__WORK ITEM__:
Report back each line of the records that contains the string "Invalid".

Items from a data source:

****************************************

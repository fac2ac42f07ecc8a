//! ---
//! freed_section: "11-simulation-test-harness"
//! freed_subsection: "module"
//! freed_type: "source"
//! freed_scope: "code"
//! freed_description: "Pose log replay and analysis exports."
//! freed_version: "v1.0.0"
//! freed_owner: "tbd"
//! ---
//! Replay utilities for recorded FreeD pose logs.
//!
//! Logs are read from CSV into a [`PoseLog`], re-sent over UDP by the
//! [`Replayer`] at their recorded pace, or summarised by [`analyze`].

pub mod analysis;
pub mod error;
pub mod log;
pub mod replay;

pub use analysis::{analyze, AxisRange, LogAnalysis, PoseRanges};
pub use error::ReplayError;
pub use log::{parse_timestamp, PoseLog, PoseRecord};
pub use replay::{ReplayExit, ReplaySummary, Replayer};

****************************************

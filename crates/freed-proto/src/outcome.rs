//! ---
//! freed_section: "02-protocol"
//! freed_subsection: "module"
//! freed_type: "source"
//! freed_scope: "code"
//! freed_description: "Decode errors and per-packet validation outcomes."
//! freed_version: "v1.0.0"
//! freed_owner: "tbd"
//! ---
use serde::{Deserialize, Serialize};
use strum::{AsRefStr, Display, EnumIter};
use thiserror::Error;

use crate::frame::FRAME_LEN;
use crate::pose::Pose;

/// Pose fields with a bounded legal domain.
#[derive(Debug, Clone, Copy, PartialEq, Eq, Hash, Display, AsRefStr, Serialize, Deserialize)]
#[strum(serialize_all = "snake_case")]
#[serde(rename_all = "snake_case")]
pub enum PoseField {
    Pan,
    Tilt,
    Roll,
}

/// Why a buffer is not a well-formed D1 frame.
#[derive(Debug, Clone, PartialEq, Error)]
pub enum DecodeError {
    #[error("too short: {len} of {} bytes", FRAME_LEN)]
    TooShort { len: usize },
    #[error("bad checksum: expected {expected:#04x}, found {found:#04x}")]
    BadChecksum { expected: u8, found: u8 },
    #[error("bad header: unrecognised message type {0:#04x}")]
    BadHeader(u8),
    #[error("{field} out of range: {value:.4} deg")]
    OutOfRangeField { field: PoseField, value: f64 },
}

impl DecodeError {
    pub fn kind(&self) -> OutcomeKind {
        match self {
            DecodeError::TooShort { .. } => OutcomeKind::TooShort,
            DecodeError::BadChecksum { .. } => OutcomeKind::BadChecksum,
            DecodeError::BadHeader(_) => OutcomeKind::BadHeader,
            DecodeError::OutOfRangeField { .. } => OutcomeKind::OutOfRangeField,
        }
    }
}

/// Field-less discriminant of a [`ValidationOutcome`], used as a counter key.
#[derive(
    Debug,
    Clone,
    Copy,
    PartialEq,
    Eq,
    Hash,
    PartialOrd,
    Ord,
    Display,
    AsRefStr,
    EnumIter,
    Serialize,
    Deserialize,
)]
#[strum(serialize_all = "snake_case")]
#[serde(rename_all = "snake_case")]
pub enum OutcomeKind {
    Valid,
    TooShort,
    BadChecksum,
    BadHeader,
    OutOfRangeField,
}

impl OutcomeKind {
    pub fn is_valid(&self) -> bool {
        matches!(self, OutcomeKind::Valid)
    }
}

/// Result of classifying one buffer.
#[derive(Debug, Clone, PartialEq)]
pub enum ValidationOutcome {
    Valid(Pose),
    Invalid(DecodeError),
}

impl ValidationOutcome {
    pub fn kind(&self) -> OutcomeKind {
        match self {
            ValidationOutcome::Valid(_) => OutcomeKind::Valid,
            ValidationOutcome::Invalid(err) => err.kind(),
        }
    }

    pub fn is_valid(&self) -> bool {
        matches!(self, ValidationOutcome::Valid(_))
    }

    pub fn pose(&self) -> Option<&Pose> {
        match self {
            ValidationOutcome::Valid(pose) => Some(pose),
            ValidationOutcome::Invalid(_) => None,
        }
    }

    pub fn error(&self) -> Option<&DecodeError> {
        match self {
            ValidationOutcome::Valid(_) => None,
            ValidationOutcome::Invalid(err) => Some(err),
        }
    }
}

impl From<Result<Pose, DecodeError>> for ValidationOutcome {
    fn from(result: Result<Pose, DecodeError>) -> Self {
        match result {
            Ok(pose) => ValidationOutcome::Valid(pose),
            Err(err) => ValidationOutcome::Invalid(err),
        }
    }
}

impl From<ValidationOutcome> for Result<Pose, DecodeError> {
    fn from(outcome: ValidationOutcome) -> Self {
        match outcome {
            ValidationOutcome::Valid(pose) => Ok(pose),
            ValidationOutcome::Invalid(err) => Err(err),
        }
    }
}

****************************************

__SOLVED EXERCISE__:
    Invalid(DecodeError),
            ValidationOutcome::Invalid(err) => err.kind(),
            ValidationOutcome::Invalid(_) => None,
            ValidationOutcome::Invalid(err) => Some(err),
            Err(err) => ValidationOutcome::Invalid(err),
            ValidationOutcome::Invalid(err) => Err(err),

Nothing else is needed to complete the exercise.